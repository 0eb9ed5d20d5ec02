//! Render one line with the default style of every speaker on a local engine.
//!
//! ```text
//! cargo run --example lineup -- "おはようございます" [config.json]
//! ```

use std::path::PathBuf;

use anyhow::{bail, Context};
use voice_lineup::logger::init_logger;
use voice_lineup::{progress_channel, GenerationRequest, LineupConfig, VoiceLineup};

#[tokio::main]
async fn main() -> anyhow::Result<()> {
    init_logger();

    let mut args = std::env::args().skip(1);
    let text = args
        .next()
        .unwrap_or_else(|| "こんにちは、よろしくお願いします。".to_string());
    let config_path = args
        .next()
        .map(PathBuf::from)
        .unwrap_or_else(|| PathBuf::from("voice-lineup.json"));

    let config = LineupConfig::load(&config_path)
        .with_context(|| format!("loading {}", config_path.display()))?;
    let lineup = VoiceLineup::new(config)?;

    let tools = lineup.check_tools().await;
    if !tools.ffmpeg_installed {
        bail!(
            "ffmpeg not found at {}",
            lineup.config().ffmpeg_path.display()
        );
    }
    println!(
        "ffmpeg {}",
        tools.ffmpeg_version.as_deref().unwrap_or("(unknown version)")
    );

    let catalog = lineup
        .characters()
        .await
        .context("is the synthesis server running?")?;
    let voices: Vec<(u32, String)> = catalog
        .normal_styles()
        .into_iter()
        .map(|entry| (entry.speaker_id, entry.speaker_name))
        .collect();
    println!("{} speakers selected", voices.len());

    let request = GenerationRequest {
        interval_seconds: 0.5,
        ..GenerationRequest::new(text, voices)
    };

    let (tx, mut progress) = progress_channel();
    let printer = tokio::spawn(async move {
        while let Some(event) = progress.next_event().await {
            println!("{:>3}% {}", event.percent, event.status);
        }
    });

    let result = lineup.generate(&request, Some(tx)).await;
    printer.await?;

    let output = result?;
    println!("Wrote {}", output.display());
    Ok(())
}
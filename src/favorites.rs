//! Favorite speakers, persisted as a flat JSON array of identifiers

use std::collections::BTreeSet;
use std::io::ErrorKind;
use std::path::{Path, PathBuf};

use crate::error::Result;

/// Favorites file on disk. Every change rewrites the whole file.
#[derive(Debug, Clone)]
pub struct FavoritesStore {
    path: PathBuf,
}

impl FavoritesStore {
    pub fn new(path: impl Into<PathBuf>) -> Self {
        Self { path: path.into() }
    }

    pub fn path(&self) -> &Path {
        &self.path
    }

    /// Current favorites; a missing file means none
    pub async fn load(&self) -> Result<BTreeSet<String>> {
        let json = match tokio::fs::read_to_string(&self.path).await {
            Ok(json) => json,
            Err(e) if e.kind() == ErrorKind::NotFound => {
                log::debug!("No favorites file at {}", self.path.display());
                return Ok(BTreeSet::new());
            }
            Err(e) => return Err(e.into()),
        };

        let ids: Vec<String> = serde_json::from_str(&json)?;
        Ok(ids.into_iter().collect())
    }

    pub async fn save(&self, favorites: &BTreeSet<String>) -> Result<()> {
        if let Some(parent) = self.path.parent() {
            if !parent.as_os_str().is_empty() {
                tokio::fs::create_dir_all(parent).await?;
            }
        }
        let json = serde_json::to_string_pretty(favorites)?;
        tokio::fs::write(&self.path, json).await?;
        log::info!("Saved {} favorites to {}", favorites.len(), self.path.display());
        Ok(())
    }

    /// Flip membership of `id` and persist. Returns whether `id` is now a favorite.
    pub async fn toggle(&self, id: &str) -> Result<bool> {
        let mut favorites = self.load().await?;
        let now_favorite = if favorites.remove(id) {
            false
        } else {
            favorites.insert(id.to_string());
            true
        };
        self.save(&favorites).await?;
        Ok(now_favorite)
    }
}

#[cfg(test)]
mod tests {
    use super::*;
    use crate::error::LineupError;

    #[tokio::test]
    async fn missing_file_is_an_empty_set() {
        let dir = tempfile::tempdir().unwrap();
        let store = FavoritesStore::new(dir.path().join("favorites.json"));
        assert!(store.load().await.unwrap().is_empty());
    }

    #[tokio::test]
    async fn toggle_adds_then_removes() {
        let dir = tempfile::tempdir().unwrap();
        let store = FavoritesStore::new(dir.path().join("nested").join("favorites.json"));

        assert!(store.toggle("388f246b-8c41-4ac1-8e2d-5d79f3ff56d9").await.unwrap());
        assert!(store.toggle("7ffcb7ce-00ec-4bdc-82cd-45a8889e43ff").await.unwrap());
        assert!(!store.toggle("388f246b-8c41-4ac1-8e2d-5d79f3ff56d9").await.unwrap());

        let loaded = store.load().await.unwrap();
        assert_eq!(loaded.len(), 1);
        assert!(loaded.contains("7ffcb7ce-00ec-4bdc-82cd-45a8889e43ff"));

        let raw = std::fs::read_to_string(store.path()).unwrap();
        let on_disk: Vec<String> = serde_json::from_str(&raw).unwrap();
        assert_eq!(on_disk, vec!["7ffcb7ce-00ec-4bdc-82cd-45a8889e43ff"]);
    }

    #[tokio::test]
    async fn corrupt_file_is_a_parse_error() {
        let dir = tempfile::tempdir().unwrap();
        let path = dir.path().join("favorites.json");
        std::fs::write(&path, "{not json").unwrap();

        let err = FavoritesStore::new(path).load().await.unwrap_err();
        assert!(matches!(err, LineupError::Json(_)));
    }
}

Task requirements →
Everything in the listing should be given again word for word.

Solved exercise →
repository 0eb9ed5d20d5ec02
//! Render one line with the default style of every speaker on a local engine.
//!
//! ```text
//! cargo run --example lineup -- "おはようございます" [config.json]
//! ```

use std::path::PathBuf;

use anyhow::{bail, Context};
use voice_lineup::logger::init_logger;
use voice_lineup::{progress_channel, GenerationRequest, LineupConfig, VoiceLineup};

#[tokio::main]
async fn main() -> anyhow::Result<()> {
    init_logger();

    let mut args = std::env::args().skip(1);
    let text = args
        .next()
        .unwrap_or_else(|| "こんにちは、よろしくお願いします。".to_string());
    let config_path = args
        .next()
        .map(PathBuf::from)
        .unwrap_or_else(|| PathBuf::from("voice-lineup.json"));

    let config = LineupConfig::load(&config_path)
        .with_context(|| format!("loading {}", config_path.display()))?;
    let lineup = VoiceLineup::new(config)?;

    let tools = lineup.check_tools().await;
    if !tools.ffmpeg_installed {
        bail!(
            "ffmpeg not found at {}",
            lineup.config().ffmpeg_path.display()
        );
    }
    println!(
        "ffmpeg {}",
        tools.ffmpeg_version.as_deref().unwrap_or("(unknown version)")
    );

    let catalog = lineup
        .characters()
        .await
        .context("is the synthesis server running?")?;
    let voices: Vec<(u32, String)> = catalog
        .normal_styles()
        .into_iter()
        .map(|entry| (entry.speaker_id, entry.speaker_name))
        .collect();
    println!("{} speakers selected", voices.len());

    let request = GenerationRequest {
        interval_seconds: 0.5,
        ..GenerationRequest::new(text, voices)
    };

    let (tx, mut progress) = progress_channel();
    let printer = tokio::spawn(async move {
        while let Some(event) = progress.next_event().await {
            println!("{:>3}% {}", event.percent, event.status);
        }
    });

    let result = lineup.generate(&request, Some(tx)).await;
    printer.await?;

    let output = result?;
    println!("Wrote {}", output.display());
    Ok(())
}
filename src/favorites.rs
//! Favorite speakers, persisted as a flat JSON array of identifiers

use std::collections::BTreeSet;
use std::io::ErrorKind;
use std::path::{Path, PathBuf};

use crate::error::Result;

/// Favorites file on disk. Every change rewrites the whole file.
#[derive(Debug, Clone)]
pub struct FavoritesStore {
    path: PathBuf,
}

impl FavoritesStore {
    pub fn new(path: impl Into<PathBuf>) -> Self {
        Self { path: path.into() }
    }

    pub fn path(&self) -> &Path {
        &self.path
    }

    /// Current favorites; a missing file means none
    pub async fn load(&self) -> Result<BTreeSet<String>> {
        let json = match tokio::fs::read_to_string(&self.path).await {
            Ok(json) => json,
            Err(e) if e.kind() == ErrorKind::NotFound => {
                log::debug!("No favorites file at {}", self.path.display());
                return Ok(BTreeSet::new());
            }
            Err(e) => return Err(e.into()),
        };

        let ids: Vec<String> = serde_json::from_str(&json)?;
        Ok(ids.into_iter().collect())
    }

    pub async fn save(&self, favorites: &BTreeSet<String>) -> Result<()> {
        if let Some(parent) = self.path.parent() {
            if !parent.as_os_str().is_empty() {
                tokio::fs::create_dir_all(parent).await?;
            }
        }
        let json = serde_json::to_string_pretty(favorites)?;
        tokio::fs::write(&self.path, json).await?;
        log::info!("Saved {} favorites to {}", favorites.len(), self.path.display());
        Ok(())
    }

    /// Flip membership of `id` and persist. Returns whether `id` is now a favorite.
    pub async fn toggle(&self, id: &str) -> Result<bool> {
        let mut favorites = self.load().await?;
        let now_favorite = if favorites.remove(id) {
            false
        } else {
            favorites.insert(id.to_string());
            true
        };
        self.save(&favorites).await?;
        Ok(now_favorite)
    }
}

#[cfg(test)]
mod tests {
    use super::*;
    use crate::error::LineupError;

    #[tokio::test]
    async fn missing_file_is_an_empty_set() {
        let dir = tempfile::tempdir().unwrap();
        let store = FavoritesStore::new(dir.path().join("favorites.json"));
        assert!(store.load().await.unwrap().is_empty());
    }

    #[tokio::test]
    async fn toggle_adds_then_removes() {
        let dir = tempfile::tempdir().unwrap();
        let store = FavoritesStore::new(dir.path().join("nested").join("favorites.json"));

        assert!(store.toggle("388f246b-8c41-4ac1-8e2d-5d79f3ff56d9").await.unwrap());
        assert!(store.toggle("7ffcb7ce-00ec-4bdc-82cd-45a8889e43ff").await.unwrap());
        assert!(!store.toggle("388f246b-8c41-4ac1-8e2d-5d79f3ff56d9").await.unwrap());

        let loaded = store.load().await.unwrap();
        assert_eq!(loaded.len(), 1);
        assert!(loaded.contains("7ffcb7ce-00ec-4bdc-82cd-45a8889e43ff"));

        let raw = std::fs::read_to_string(store.path()).unwrap();
        let on_disk: Vec<String> = serde_json::from_str(&raw).unwrap();
        assert_eq!(on_disk, vec!["7ffcb7ce-00ec-4bdc-82cd-45a8889e43ff"]);
    }

    #[tokio::test]
    async fn corrupt_file_is_a_parse_error() {
        let dir = tempfile::tempdir().unwrap();
        let path = dir.path().join("favorites.json");
        std::fs::write(&path, "{not json").unwrap();

        let err = FavoritesStore::new(path).load().await.unwrap_err();
        assert!(matches!(err, LineupError::Json(_)));
    }
}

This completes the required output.